::: THE INPUT
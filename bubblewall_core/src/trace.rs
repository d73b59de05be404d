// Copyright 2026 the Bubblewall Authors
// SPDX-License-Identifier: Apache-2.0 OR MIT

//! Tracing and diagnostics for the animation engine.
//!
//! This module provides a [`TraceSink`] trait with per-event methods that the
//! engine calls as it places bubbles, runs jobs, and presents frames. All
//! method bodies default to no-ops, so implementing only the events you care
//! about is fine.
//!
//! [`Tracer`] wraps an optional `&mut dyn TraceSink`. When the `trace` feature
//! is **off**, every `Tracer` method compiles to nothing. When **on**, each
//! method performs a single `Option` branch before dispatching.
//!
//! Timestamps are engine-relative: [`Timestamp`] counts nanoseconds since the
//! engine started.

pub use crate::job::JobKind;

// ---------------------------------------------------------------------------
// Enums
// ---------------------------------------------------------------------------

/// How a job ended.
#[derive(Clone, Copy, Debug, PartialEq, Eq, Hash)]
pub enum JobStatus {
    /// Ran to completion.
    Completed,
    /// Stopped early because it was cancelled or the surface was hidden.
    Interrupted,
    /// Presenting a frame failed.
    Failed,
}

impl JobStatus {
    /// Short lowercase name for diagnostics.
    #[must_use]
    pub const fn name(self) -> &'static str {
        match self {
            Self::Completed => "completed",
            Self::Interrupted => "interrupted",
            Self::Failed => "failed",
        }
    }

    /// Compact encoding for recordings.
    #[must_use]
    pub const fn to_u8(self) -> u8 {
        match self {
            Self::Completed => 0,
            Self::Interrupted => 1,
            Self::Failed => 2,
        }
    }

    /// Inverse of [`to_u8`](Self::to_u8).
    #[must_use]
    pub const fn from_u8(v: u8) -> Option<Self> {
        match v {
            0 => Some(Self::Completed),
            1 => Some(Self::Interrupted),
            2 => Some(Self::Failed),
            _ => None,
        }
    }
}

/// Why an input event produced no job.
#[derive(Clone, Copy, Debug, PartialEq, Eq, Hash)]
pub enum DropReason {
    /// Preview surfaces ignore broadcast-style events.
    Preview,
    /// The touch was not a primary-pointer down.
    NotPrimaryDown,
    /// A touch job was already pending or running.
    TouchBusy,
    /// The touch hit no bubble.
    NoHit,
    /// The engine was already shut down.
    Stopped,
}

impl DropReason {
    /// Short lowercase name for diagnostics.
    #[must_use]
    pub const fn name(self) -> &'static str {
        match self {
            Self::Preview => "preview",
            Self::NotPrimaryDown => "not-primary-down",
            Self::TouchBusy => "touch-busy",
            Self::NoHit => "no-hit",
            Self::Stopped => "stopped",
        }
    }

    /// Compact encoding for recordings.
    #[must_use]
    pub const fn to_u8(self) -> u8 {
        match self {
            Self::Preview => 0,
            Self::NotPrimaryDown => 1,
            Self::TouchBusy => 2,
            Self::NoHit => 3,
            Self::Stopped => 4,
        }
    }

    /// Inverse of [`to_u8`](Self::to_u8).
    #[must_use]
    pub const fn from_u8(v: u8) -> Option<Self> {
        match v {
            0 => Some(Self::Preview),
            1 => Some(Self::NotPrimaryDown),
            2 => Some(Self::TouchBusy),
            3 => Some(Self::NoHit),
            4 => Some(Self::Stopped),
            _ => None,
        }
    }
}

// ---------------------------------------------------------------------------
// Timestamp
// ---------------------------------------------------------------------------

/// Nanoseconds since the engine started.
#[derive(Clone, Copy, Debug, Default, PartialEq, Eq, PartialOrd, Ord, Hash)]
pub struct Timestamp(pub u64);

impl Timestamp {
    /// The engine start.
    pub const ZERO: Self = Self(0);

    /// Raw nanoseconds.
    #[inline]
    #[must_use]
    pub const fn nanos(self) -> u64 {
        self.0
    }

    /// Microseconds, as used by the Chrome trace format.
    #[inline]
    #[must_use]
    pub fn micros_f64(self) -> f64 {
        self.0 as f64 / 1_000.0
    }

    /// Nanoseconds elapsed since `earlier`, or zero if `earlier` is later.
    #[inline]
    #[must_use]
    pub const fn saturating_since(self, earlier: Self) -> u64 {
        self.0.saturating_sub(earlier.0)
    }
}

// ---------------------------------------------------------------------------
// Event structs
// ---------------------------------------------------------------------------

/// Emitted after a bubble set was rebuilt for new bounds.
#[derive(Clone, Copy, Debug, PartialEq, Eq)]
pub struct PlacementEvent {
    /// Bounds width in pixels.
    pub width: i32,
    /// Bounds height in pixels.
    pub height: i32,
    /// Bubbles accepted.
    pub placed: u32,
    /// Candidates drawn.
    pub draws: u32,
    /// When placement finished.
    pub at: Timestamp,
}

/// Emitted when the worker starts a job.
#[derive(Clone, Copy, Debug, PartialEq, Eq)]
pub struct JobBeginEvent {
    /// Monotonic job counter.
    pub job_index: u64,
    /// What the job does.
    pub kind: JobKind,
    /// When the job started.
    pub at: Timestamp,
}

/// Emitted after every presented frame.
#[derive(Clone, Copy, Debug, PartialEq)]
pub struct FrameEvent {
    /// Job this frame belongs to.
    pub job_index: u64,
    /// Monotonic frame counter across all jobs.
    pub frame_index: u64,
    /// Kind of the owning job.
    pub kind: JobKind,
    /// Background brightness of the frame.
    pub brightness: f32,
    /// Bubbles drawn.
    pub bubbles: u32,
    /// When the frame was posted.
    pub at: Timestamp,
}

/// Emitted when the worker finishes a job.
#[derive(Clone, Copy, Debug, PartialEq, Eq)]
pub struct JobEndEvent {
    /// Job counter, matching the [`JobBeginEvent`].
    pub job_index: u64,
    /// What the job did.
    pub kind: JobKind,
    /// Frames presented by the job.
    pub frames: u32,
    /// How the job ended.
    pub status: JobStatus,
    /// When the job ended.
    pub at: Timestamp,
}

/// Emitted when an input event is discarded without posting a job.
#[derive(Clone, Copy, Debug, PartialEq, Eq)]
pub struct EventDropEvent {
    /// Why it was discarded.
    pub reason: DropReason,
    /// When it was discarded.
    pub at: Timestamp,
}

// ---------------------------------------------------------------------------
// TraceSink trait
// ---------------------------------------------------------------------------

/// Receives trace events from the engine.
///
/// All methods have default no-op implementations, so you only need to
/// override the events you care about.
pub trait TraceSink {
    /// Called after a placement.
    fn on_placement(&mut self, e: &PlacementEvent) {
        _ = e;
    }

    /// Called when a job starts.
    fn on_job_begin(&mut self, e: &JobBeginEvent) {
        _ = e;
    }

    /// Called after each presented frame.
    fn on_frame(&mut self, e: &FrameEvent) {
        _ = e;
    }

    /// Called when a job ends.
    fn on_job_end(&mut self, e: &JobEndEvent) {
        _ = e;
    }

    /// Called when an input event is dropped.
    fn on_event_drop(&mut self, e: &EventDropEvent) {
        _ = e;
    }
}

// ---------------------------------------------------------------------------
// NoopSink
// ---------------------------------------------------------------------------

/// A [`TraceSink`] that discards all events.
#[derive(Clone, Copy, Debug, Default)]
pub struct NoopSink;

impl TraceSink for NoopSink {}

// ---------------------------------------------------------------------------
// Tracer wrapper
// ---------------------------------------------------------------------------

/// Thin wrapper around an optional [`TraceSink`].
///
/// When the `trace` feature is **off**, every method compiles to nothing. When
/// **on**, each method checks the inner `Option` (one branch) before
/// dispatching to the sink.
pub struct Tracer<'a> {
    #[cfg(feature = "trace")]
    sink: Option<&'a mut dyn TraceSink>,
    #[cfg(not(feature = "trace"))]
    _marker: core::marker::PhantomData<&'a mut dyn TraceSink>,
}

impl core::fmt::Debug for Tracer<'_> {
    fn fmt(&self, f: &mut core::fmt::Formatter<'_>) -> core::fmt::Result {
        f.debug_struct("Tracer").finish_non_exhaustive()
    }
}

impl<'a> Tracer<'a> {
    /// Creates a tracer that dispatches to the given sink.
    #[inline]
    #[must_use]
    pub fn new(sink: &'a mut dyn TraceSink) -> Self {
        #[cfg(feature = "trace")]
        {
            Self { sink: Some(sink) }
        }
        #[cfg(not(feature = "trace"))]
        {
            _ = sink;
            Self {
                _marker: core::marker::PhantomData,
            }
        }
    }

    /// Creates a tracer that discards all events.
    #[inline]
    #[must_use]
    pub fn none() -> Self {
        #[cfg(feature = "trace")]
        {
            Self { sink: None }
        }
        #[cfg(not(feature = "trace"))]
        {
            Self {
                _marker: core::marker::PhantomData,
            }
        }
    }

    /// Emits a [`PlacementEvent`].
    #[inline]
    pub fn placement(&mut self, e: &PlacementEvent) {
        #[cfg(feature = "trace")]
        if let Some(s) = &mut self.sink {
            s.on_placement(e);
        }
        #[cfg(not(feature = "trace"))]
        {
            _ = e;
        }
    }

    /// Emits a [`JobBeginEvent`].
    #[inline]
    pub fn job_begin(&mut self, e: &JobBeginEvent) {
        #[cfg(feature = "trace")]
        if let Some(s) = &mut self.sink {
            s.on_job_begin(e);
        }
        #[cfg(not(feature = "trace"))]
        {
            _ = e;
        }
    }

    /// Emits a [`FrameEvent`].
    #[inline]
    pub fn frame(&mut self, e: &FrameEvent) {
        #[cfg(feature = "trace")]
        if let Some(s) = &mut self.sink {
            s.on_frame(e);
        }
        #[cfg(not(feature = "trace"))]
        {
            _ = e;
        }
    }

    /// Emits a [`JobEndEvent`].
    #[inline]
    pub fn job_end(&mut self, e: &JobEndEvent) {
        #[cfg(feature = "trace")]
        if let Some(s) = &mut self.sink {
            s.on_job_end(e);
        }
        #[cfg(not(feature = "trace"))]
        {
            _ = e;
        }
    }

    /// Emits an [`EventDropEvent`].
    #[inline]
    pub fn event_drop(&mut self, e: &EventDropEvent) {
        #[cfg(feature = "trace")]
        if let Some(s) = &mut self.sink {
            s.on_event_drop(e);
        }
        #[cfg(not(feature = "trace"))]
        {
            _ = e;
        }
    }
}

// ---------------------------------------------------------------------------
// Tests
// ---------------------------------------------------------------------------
::::::
◆ REQUIRED ACTION
Look through the data above. Copy every line with the string "Preview" in it.

◆ WRITTEN RESPONSE
    /// Preview surfaces ignore broadcast-style events.
    Preview,
            Self::Preview => "preview",
            Self::Preview => 0,
            0 => Some(Self::Preview),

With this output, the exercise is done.